TG: After that show in Cincinnati he told us he’d produce and put out our record.
TM: Yeah, so we moved back to Bowling Green and made plans to drive out to Portland, move there, and cut the record. I don’t know if Isaac expected us to show up, but we did.
11: How did that feel? Were you guys Modest Mouse fans?
TM: Oh definitely. I mean it was crazy for sure; I had always loved listening to them. If I could tell myself back when I was younger where we are now, I probably would have been pretty surprised.
11: What was the scene you came out of in Bowling Green like?
TM: It was pretty great when we were playing there. There were always really cool house shows going on in Bowling Green.

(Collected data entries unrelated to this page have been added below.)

//! Test utilities and helpers for sdkpm integration tests.
//!
//! [`TestProject`] lays out a throwaway game project in a temp directory with
//! the files sdkpm reads: `Packages/manifest.json`, the runtime config and the
//! Android manifest.

#![allow(dead_code)]

use std::fs;
use std::path::{Path, PathBuf};
use tempfile::TempDir;

pub const PACKAGE_MANIFEST: &str = "Packages/manifest.json";
pub const PLATFORM_MANIFEST: &str = "Assets/Plugins/Android/AndroidManifest.xml";
pub const RUNTIME_CONFIG: &str = "Assets/Resources/SdkRuntimeConfig.json";

/// A manifest as a fresh project ships it, before any SDK is added
pub const BASE_MANIFEST: &str = r#"{
  "dependencies": {
    "com.unity.textmeshpro": "3.0.6",
    "com.unity.ugui": "1.0.0"
  },
  "testables": ["com.unity.ugui"]
}
"#;

/// Isolated project directory
pub struct TestProject {
    pub temp_dir: TempDir,
    pub project_path: PathBuf,
}

impl TestProject {
    /// Create a new project with [`BASE_MANIFEST`]
    pub fn new() -> Self {
        let project = Self::empty();
        project.write_manifest(BASE_MANIFEST);
        project
    }

    /// Create a project directory with no files at all
    pub fn empty() -> Self {
        let temp_dir = TempDir::new().expect("Failed to create temp directory");
        let project_path = temp_dir.path().to_path_buf();
        Self {
            temp_dir,
            project_path,
        }
    }

    pub fn path(&self) -> &Path {
        &self.project_path
    }

    pub fn config_dir(&self) -> PathBuf {
        self.project_path.join(".sdkpm")
    }

    fn write(&self, relative: &str, content: &str) -> PathBuf {
        let path = self.project_path.join(relative);
        if let Some(parent) = path.parent() {
            fs::create_dir_all(parent).expect("Failed to create parent directory");
        }
        fs::write(&path, content).expect("Failed to write fixture file");
        path
    }

    pub fn write_manifest(&self, content: &str) -> PathBuf {
        self.write(PACKAGE_MANIFEST, content)
    }

    pub fn read_manifest(&self) -> String {
        fs::read_to_string(self.project_path.join(PACKAGE_MANIFEST))
            .expect("Failed to read manifest")
    }

    pub fn manifest_json(&self) -> serde_json::Value {
        serde_json::from_str(&self.read_manifest()).expect("Manifest is not valid JSON")
    }

    pub fn has_dependency(&self, package_id: &str) -> bool {
        self.manifest_json()["dependencies"]
            .get(package_id)
            .is_some()
    }

    pub fn write_platform_manifest(&self, content: &str) -> PathBuf {
        self.write(PLATFORM_MANIFEST, content)
    }

    pub fn read_platform_manifest(&self) -> String {
        fs::read_to_string(self.project_path.join(PLATFORM_MANIFEST))
            .expect("Failed to read Android manifest")
    }

    pub fn write_runtime_config(&self, content: &str) -> PathBuf {
        self.write(RUNTIME_CONFIG, content)
    }

    pub fn runtime_config_json(&self) -> serde_json::Value {
        let content = fs::read_to_string(self.project_path.join(RUNTIME_CONFIG))
            .expect("Failed to read runtime config");
        serde_json::from_str(&content).expect("Runtime config is not valid JSON")
    }

    /// Write `.sdkpm/config.toml`
    pub fn write_config(&self, content: &str) -> PathBuf {
        self.write(".sdkpm/config.toml", content)
    }

    /// Files next to the Android manifest whose name marks them as backups
    pub fn platform_backups(&self) -> Vec<PathBuf> {
        let dir = self
            .project_path
            .join(PLATFORM_MANIFEST)
            .parent()
            .map(Path::to_path_buf)
            .expect("Android manifest has a parent directory");
        if !dir.exists() {
            return vec![];
        }
        fs::read_dir(dir)
            .expect("Failed to read Android plugin directory")
            .filter_map(|entry| entry.ok().map(|e| e.path()))
            .filter(|p| {
                p.file_name()
                    .and_then(|n| n.to_str())
                    .map(|n| n.contains(".backup_"))
                    .unwrap_or(false)
            })
            .collect()
    }
}

impl Default for TestProject {
    fn default() -> Self {
        Self::new()
    }
}

/// Android manifest with entries from Facebook, AppLovin and Adjust, plus a
/// duplicated Facebook login activity
pub const ANDROID_MANIFEST: &str = r#"<?xml version="1.0" encoding="utf-8"?>
<manifest xmlns:android="http://schemas.android.com/apk/res/android" package="com.studio.game">
  <application android:label="@string/app_name">
    <activity android:name="com.unity3d.player.UnityPlayerActivity" android:exported="true">
      <intent-filter>
        <action android:name="android.intent.action.MAIN" />
        <category android:name="android.intent.category.LAUNCHER" />
      </intent-filter>
    </activity>
    <activity android:name="com.facebook.unity.FBUnityLoginActivity" />
    <activity android:name="com.facebook.unity.FBUnityLoginActivity" android:exported="true" />
    <meta-data android:name="com.facebook.sdk.ApplicationId" android:value="fb1234" />
    <meta-data android:name="applovin.sdk.key" android:value="key" />
    <receiver android:name="com.adjust.sdk.AdjustReferrerReceiver" android:exported="true">
      <intent-filter>
        <action android:name="com.android.vending.INSTALL_REFERRER" />
      </intent-filter>
    </receiver>
  </application>
</manifest>
"#;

There were a lot of fun times, good community, cool people.
TG: It was really interesting. There were a lot of cool bands that came up together when we were starting. In one night you’d have all these bands playing house parties; it was super fun. We also toured a lot with Cage The Elephant. They’re awesome.

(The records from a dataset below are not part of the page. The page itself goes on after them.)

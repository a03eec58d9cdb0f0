//! Detecting whether an SDK's code is present in the project
//!
//! SDKs are sometimes imported as loose plugins instead of packages, so a
//! missing manifest entry does not prove the SDK is gone. A
//! [`CapabilityProbe`] answers that question from whatever evidence it has.

use std::collections::BTreeSet;
use std::path::{Path, PathBuf};
use walkdir::WalkDir;

/// Answers "is code matching any of these signatures loaded?"
pub trait CapabilityProbe {
    fn is_loaded(&self, signature: &[&str]) -> bool;
}

/// Never reports anything as loaded
#[derive(Debug, Clone, Copy, Default)]
pub struct NullProbe;

impl CapabilityProbe for NullProbe {
    fn is_loaded(&self, _signature: &[&str]) -> bool {
        false
    }
}

/// Directories scanned for assemblies, relative to the project root
const SCAN_ROOTS: &[&str] = &["Assets", "Library/ScriptAssemblies"];

/// Extensions of files whose stem names an assembly
const ASSEMBLY_EXTENSIONS: &[&str] = &["dll", "asmdef"];

/// Probe that looks for assembly files by name
///
/// The project tree is scanned once on construction; a signature matches when
/// any `.dll` or `.asmdef` file stem contains it.
#[derive(Debug, Clone, Default)]
pub struct AssemblyScanProbe {
    assemblies: BTreeSet<String>,
}

impl AssemblyScanProbe {
    pub fn scan<P: AsRef<Path>>(project_dir: P) -> Self {
        let roots: Vec<PathBuf> = SCAN_ROOTS
            .iter()
            .map(|root| project_dir.as_ref().join(root))
            .collect();
        Self::scan_roots(&roots)
    }

    pub fn scan_roots(roots: &[PathBuf]) -> Self {
        let mut assemblies = BTreeSet::new();

        for root in roots.iter().filter(|r| r.exists()) {
            for entry in WalkDir::new(root).into_iter().filter_map(|e| e.ok()) {
                if !entry.file_type().is_file() {
                    continue;
                }
                let path = entry.path();
                let is_assembly = path
                    .extension()
                    .and_then(|e| e.to_str())
                    .map(|e| ASSEMBLY_EXTENSIONS.iter().any(|x| e.eq_ignore_ascii_case(x)))
                    .unwrap_or(false);
                if !is_assembly {
                    continue;
                }
                if let Some(stem) = path.file_stem().and_then(|s| s.to_str()) {
                    assemblies.insert(stem.to_string());
                }
            }
        }

        tracing::debug!(count = assemblies.len(), "scanned project assemblies");
        Self { assemblies }
    }

    /// Build a probe from known assembly names
    pub fn from_names<I, S>(names: I) -> Self
    where
        I: IntoIterator<Item = S>,
        S: Into<String>,
    {
        Self {
            assemblies: names.into_iter().map(Into::into).collect(),
        }
    }
}

impl CapabilityProbe for AssemblyScanProbe {
    fn is_loaded(&self, signature: &[&str]) -> bool {
        signature.iter().any(|needle| {
            !needle.is_empty() && self.assemblies.iter().any(|name| name.contains(needle))
        })
    }
}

11: Do you guys still play DIY shows these days?
TG: Yeah… sometimes, it depends. About five months ago we played a pretty cool DIY show. It was a lot of fun.
11: Tell me more about your experience living in Portland. What did you do for fun? What were you favorite venues?

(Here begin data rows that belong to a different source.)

//! Android manifest inspection and cleanup
//!
//! SDK import scripts inject `<activity>`, `<provider>`, `<receiver>` and
//! `<meta-data>` entries into the project's Android manifest. When the SDK is
//! later removed those entries stay behind and crash the app at startup with
//! a `ClassNotFoundException`. Re-importing an SDK can also duplicate its
//! activities, which breaks the manifest merge.
//!
//! This module finds both problems and can rewrite the file without them.
//! Only elements below `<application>` are touched, and everything outside
//! the removed spans is kept byte for byte.
//!
//! # Examples
//!
//! ```
//! use sdkpm::{NullProbe, PackageManifest, PlatformManifest, SdkId, SdkRegistry};
//!
//! let xml = r#"<manifest xmlns:android="http://schemas.android.com/apk/res/android">
//!   <application>
//!     <receiver android:name="com.adjust.sdk.AdjustReferrerReceiver" android:exported="true"/>
//!   </application>
//! </manifest>"#;
//!
//! let platform = PlatformManifest::parse(xml);
//! let orphans = platform.find_orphans(&PackageManifest::new(), SdkRegistry::builtin(), &NullProbe);
//! assert_eq!(orphans.len(), 1);
//! assert_eq!(orphans[0].sdk, SdkId::Adjust);
//! ```

use crate::manifest::PackageManifest;
use crate::probe::CapabilityProbe;
use crate::registry::{SdkId, SdkRegistry};
use crate::{Error, Result};
use regex::Regex;
use serde::Serialize;
use std::collections::BTreeMap;
use std::fs;
use std::path::{Path, PathBuf};
use std::sync::OnceLock;

/// Attribute namespace prefix used by Android manifests
pub const ANDROID_NS: &str = "android:";

/// Attributes searched for orphaned SDK patterns
const MATCHED_ATTRIBUTES: &[&str] = &["name", "authorities", "value"];

fn tag_regex() -> &'static Regex {
    static RE: OnceLock<Regex> = OnceLock::new();
    RE.get_or_init(|| {
        Regex::new(
            r#"(?s)<!--.*?-->|<\?.*?\?>|<!\[CDATA\[.*?\]\]>|<![^>]*>|<(/?)([A-Za-z_][\w.:\-]*)((?:[^>"']|"[^"]*"|'[^']*')*)>"#,
        )
        .expect("tag pattern is valid")
    })
}

fn attribute_regex() -> &'static Regex {
    static RE: OnceLock<Regex> = OnceLock::new();
    RE.get_or_init(|| {
        Regex::new(r#"([A-Za-z_][\w.:\-]*)\s*=\s*(?:"([^"]*)"|'([^']*)')"#)
            .expect("attribute pattern is valid")
    })
}

/// An element below `<application>`, located by byte span
#[derive(Debug, Clone, PartialEq, Eq)]
pub struct Element {
    pub tag: String,
    pub attributes: BTreeMap<String, String>,
    /// Byte offset of `<`
    pub start: usize,
    /// Byte offset just past the closing `>`
    pub end: usize,
}

impl Element {
    /// Value of an `android:`-namespaced attribute
    pub fn android_attr(&self, local_name: &str) -> Option<&str> {
        self.attributes
            .get(&format!("{}{}", ANDROID_NS, local_name))
            .map(String::as_str)
    }

    pub fn name(&self) -> Option<&str> {
        self.android_attr("name")
    }

    pub fn is_exported(&self) -> bool {
        self.android_attr("exported")
            .map(|v| v.trim().eq_ignore_ascii_case("true"))
            .unwrap_or(false)
    }

    fn matches_any(&self, patterns: &[&str]) -> bool {
        MATCHED_ATTRIBUTES.iter().any(|attr| {
            self.android_attr(attr)
                .map(|value| patterns.iter().any(|p| value.contains(p)))
                .unwrap_or(false)
        })
    }

    fn contains(&self, other: &Element) -> bool {
        self.start <= other.start && other.end <= self.end
    }
}

/// Manifest fragments left behind by an SDK that is no longer installed
#[derive(Debug, Clone, PartialEq, Eq, Serialize)]
pub struct OrphanedEntry {
    pub sdk: SdkId,
    pub patterns: Vec<String>,
}

/// An activity declared more than once
#[derive(Debug, Clone, PartialEq, Eq, Serialize)]
pub struct DuplicateActivity {
    pub name: String,
    pub count: usize,
}

/// What a sanitize pass removed
#[derive(Debug, Clone, Default, PartialEq, Eq, Serialize)]
pub struct SanitizeReport {
    /// `(tag, android:name)` of each element dropped for an orphaned pattern
    pub removed: Vec<(String, String)>,
    /// Activities that had extra declarations dropped
    pub deduplicated: Vec<String>,
    /// Backup written before the file was replaced
    pub backup: Option<PathBuf>,
}

impl SanitizeReport {
    pub fn changed(&self) -> bool {
        !self.removed.is_empty() || !self.deduplicated.is_empty()
    }
}

/// Raw text of an Android manifest plus the elements found in it
#[derive(Debug, Clone)]
pub struct PlatformManifest {
    text: String,
    elements: Vec<Element>,
}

TM: Living in Portland was great! We found a house to rent in the Southeast and had some house shows. The first venue show we played out there was with Mimicking Birds and Oh Captain, My Captain at Holocene. We would play Doug Fir, Mississippi Studios, Rontoms and open for bands at Crystal Ballroom. We were into having everyone over to jam, riding bikes, skateboarding, mushroom pickin’, BBQ’n, going to the rivers and relaxing.
11: Sounds perfectly Portland! What ultimately led you all to move back to the South?
TM: After being in Portland for a few years I think our drummer wanted to move back to Kentucky to be near family, and it seemed like a good time to switch things up for a minute. I do remember loading up the moving truck on a sunny day and wondering, “Why am I moving again?”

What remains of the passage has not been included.